=== Assigned task ===
If a line of the data contains the word "format", it is counted; report how many such lines there are and nothing else.

=== Data shown ===
━━━━━━━━━━━━━━━━━━━━

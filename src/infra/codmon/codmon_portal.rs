use std::path::Path;

use async_trait::async_trait;
use fantoccini::elements::Element;
use fantoccini::error::CmdError;
use fantoccini::wd::{Capabilities, WindowHandle};
use fantoccini::{Client, ClientBuilder, Locator};
use serde_json::json;
use tokio::time::sleep;
use tracing::{debug, warn};

use super::selectors;
use crate::core::config::{BrowserConfig, TimingConfig};
use crate::core::sync::{Attachment, Portal, PortalCredentials, PortalError, PostDetail};

/// `Portal` implementation on top of a WebDriver (chromedriver) session.
///
/// Every interaction first waits for its element to be present instead of
/// sleeping a fixed amount; `ui_settle` only covers page animations.
pub struct CodmonPortal {
    client: Client,
    timing: TimingConfig,
}

fn browser_err(e: CmdError) -> PortalError {
    PortalError::Browser(e.to_string())
}

/// Whether the post list has rendered, given the outcome of waiting for it.
/// Running out of time means the page really has no posts.
fn listing_present(waited: Result<(), CmdError>) -> Result<bool, PortalError> {
    match waited {
        Ok(()) => Ok(true),
        Err(CmdError::WaitTimeout) => Ok(false),
        Err(e) => Err(browser_err(e)),
    }
}

/// Whether the first post seen before a page change has been replaced.
/// `now` is `None` once the old element is gone from the document.
fn listing_changed(before: &str, now: Option<&str>) -> bool {
    now.map_or(true, |text| text != before)
}

/// Chrome capabilities that make downloads land silently in `download_dir`.
pub fn chrome_capabilities(browser: &BrowserConfig, download_dir: &Path) -> Capabilities {
    let mut args = vec!["--no-sandbox", "--disable-dev-shm-usage"];
    if browser.headless {
        args.insert(0, "--headless=new");
    }

    let options = json!({
        "args": args,
        "prefs": {
            "download.default_directory": download_dir.to_string_lossy(),
            "download.prompt_for_download": false,
            "download.directory_upgrade": true,
            "plugins.always_open_pdf_externally": true,
        },
    });

    let mut caps = Capabilities::new();
    caps.insert("browserName".to_string(), json!("chrome"));
    caps.insert("goog:chromeOptions".to_string(), options);
    caps
}

impl CodmonPortal {
    /// Starts a browser session on the WebDriver server.
    pub async fn connect(
        browser: &BrowserConfig,
        timing: &TimingConfig,
        download_dir: &Path,
    ) -> Result<Self, PortalError> {
        let client = ClientBuilder::native()
            .capabilities(chrome_capabilities(browser, download_dir))
            .connect(&browser.webdriver_url)
            .await
            .map_err(|e| {
                PortalError::Browser(format!(
                    "could not start a session on {}: {}",
                    browser.webdriver_url, e
                ))
            })?;

        debug!(webdriver = %browser.webdriver_url, "Browser session started");
        Ok(Self {
            client,
            timing: timing.clone(),
        })
    }

    async fn wait_for(&self, selector: &str, what: &str) -> Result<Element, PortalError> {
        self.client
            .wait()
            .at_most(self.timing.element_wait)
            .for_element(Locator::Css(selector))
            .await
            .map_err(|e| PortalError::ElementMissing(format!("{} ({})", what, e)))
    }

    async fn click(&self, selector: &str, what: &str) -> Result<(), PortalError> {
        let element = self.wait_for(selector, what).await?;
        element.click().await.map_err(browser_err)
    }

    async fn type_into(&self, selector: &str, what: &str, text: &str) -> Result<(), PortalError> {
        let element = self.wait_for(selector, what).await?;
        element.send_keys(text).await.map_err(browser_err)
    }

    /// The `index`-th match of `selector`, looked up fresh.
    async fn nth(&self, selector: &str, index: usize, what: &str) -> Result<Element, PortalError> {
        let mut elements = self
            .client
            .find_all(Locator::Css(selector))
            .await
            .map_err(browser_err)?;

        if index >= elements.len() {
            return Err(PortalError::ElementMissing(format!(
                "{} #{} (only {} present)",
                what,
                index,
                elements.len()
            )));
        }
        Ok(elements.swap_remove(index))
    }

    async fn settle(&self) {
        if !self.timing.ui_settle.is_zero() {
            sleep(self.timing.ui_settle).await;
        }
    }

    async fn wait_for_window_count(&self, count: usize) -> Result<Vec<WindowHandle>, PortalError> {
        self.client
            .wait()
            .at_most(self.timing.element_wait)
            .on(move |client: &Client| {
                let client = client.clone();
                async move {
                    let handles = client.windows().await?;
                    Ok((handles.len() >= count).then_some(handles))
                }
            })
            .await
            .map_err(|e| match e {
                CmdError::WaitTimeout => {
                    PortalError::Timeout(format!("{} browser window(s)", count))
                }
                other => browser_err(other),
            })
    }

    /// Waits until `first` (the old page's first post) is stale or shows other text.
    async fn wait_for_new_listing(
        &self,
        first: Element,
        before: String,
    ) -> Result<(), PortalError> {
        self.client
            .wait()
            .at_most(self.timing.element_wait)
            .on(move |_: &Client| {
                let first = first.clone();
                let before = before.clone();
                async move {
                    let now = first.text().await.ok();
                    Ok(listing_changed(&before, now.as_deref()).then_some(()))
                }
            })
            .await
            .map_err(|e| match e {
                CmdError::WaitTimeout => PortalError::Timeout("the next page of posts".to_string()),
                other => browser_err(other),
            })
    }
}

#[async_trait]
impl Portal for CodmonPortal {
    async fn login(&self, credentials: &PortalCredentials) -> Result<(), PortalError> {
        self.client
            .goto(selectors::MENU_URL)
            .await
            .map_err(browser_err)?;

        self.click(selectors::LOGIN_LINK, "login link").await?;
        self.type_into(selectors::LOGIN_EMAIL, "email field", &credentials.email)
            .await?;
        self.type_into(
            selectors::LOGIN_PASSWORD,
            "password field",
            &credentials.password,
        )
        .await?;
        self.click(selectors::LOGIN_SUBMIT, "login button").await?;

        // The service tab only exists once we are logged in.
        self.wait_for(selectors::SERVICE_TAB, "service tab").await?;
        self.settle().await;
        Ok(())
    }

    async fn open_resource_room(&self) -> Result<(), PortalError> {
        self.click(selectors::SERVICE_TAB, "service tab").await?;
        self.settle().await;
        self.click(selectors::RESOURCE_ROOM, "resource room menu item")
            .await?;

        // Pagination renders even when the listing is empty.
        self.wait_for(selectors::NEXT_PAGE_BUTTON, "pagination").await?;
        self.settle().await;
        Ok(())
    }

    async fn post_count(&self) -> Result<usize, PortalError> {
        let waited = self
            .client
            .wait()
            .at_most(self.timing.element_wait)
            .for_element(Locator::Css(selectors::POST_ITEMS))
            .await
            .map(|_| ());
        if !listing_present(waited)? {
            debug!("No posts rendered within {:?}", self.timing.element_wait);
            return Ok(0);
        }

        let posts = self
            .client
            .find_all(Locator::Css(selectors::POST_ITEMS))
            .await
            .map_err(browser_err)?;
        Ok(posts.len())
    }

    async fn open_post(&self, index: usize) -> Result<PostDetail, PortalError> {
        let post = self.nth(selectors::POST_ITEMS, index, "post").await?;
        post.click().await.map_err(browser_err)?;

        let period = self
            .wait_for(selectors::PUBLISHED_PERIOD, "published period")
            .await?;
        let period_label = period.text().await.map_err(browser_err)?;

        let links = self
            .client
            .find_all(Locator::Css(selectors::ATTACHMENT_LINKS))
            .await
            .map_err(browser_err)?;

        let mut attachments = Vec::with_capacity(links.len());
        for (index, link) in links.iter().enumerate() {
            let file_name = link.text().await.map_err(browser_err)?.trim().to_string();
            if file_name.is_empty() {
                warn!(index, "Attachment link without a name, skipping");
                continue;
            }
            attachments.push(Attachment { index, file_name });
        }

        Ok(PostDetail {
            period_label,
            attachments,
        })
    }

    async fn download_attachment(&self, attachment: &Attachment) -> Result<(), PortalError> {
        let original = self.client.window().await.map_err(browser_err)?;
        let before = self.client.windows().await.map_err(browser_err)?.len();
        if before != 1 {
            warn!("{} windows open before download, expected 1", before);
        }

        let link = self
            .nth(selectors::ATTACHMENT_LINKS, attachment.index, "attachment link")
            .await?;
        link.click().await.map_err(browser_err)?;

        // The portal opens the file in a new tab, which is what triggers the download.
        let handles = self.wait_for_window_count(before + 1).await?;
        let popup = handles.into_iter().find(|handle| *handle != original);

        if let Some(popup) = popup {
            self.client
                .switch_to_window(popup)
                .await
                .map_err(browser_err)?;
            sleep(self.timing.popup_settle).await;
            self.client.close_window().await.map_err(browser_err)?;
            self.client
                .switch_to_window(original)
                .await
                .map_err(browser_err)?;
        }

        Ok(())
    }

    async fn back_to_posts(&self) -> Result<(), PortalError> {
        self.click(selectors::DETAIL_BACK_BUTTON, "back button")
            .await?;
        self.wait_for(selectors::NEXT_PAGE_BUTTON, "pagination").await?;
        self.settle().await;
        Ok(())
    }

    async fn next_page(&self) -> Result<bool, PortalError> {
        let button = self
            .wait_for(selectors::NEXT_PAGE_BUTTON, "next page button")
            .await?;

        let disabled = button.attr("disabled").await.map_err(browser_err)?;
        if disabled.is_some() {
            return Ok(false);
        }

        let first = self
            .client
            .find_all(Locator::Css(selectors::POST_ITEMS))
            .await
            .map_err(browser_err)?
            .into_iter()
            .next();
        let before = match &first {
            Some(post) => Some(post.text().await.map_err(browser_err)?),
            None => None,
        };

        button.click().await.map_err(browser_err)?;

        if let (Some(first), Some(before)) = (first, before) {
            self.wait_for_new_listing(first, before).await?;
        }
        self.settle().await;
        Ok(true)
    }

    async fn shutdown(&self) -> Result<(), PortalError> {
        self.client.clone().close().await.map_err(browser_err)
    }
}

#[cfg(test)]
mod tests {
    use super::*;

    fn browser(headless: bool) -> BrowserConfig {
        BrowserConfig {
            webdriver_url: "http://localhost:4444".to_string(),
            headless,
        }
    }

    #[test]
    fn test_capabilities_route_downloads() {
        let caps = chrome_capabilities(&browser(true), Path::new("/tmp/codmon_downloads"));
        let options = &caps["goog:chromeOptions"];

        assert_eq!(
            options["prefs"]["download.default_directory"],
            "/tmp/codmon_downloads"
        );
        assert_eq!(options["prefs"]["download.prompt_for_download"], false);
        assert_eq!(options["prefs"]["plugins.always_open_pdf_externally"], true);
        assert_eq!(options["args"][0], "--headless=new");
    }

    #[test]
    fn test_listing_present_after_wait() {
        assert!(listing_present(Ok(())).unwrap());
        assert!(!listing_present(Err(CmdError::WaitTimeout)).unwrap());
        assert!(matches!(
            listing_present(Err(CmdError::NotW3C(json!({"oops": true})))),
            Err(PortalError::Browser(_))
        ));
    }

    #[test]
    fn test_listing_changed_after_next_click() {
        // Same first post still attached: the old page is still showing.
        assert!(!listing_changed("2024年10月1日 お知らせ", Some("2024年10月1日 お知らせ")));
        assert!(listing_changed("2024年10月1日 お知らせ", Some("2024年9月1日 献立")));
        // Stale element.
        assert!(listing_changed("2024年10月1日 お知らせ", None));
    }

    #[test]
    fn test_capabilities_headed() {
        let caps = chrome_capabilities(&browser(false), Path::new("/dl"));
        let args = caps["goog:chromeOptions"]["args"].as_array().unwrap();

        assert!(args.iter().all(|a| a != "--headless=new"));
        assert!(args.iter().any(|a| a == "--no-sandbox"));
    }
}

━━━━━━━━━━━━━━━━━━━━

=== Your solution ===
4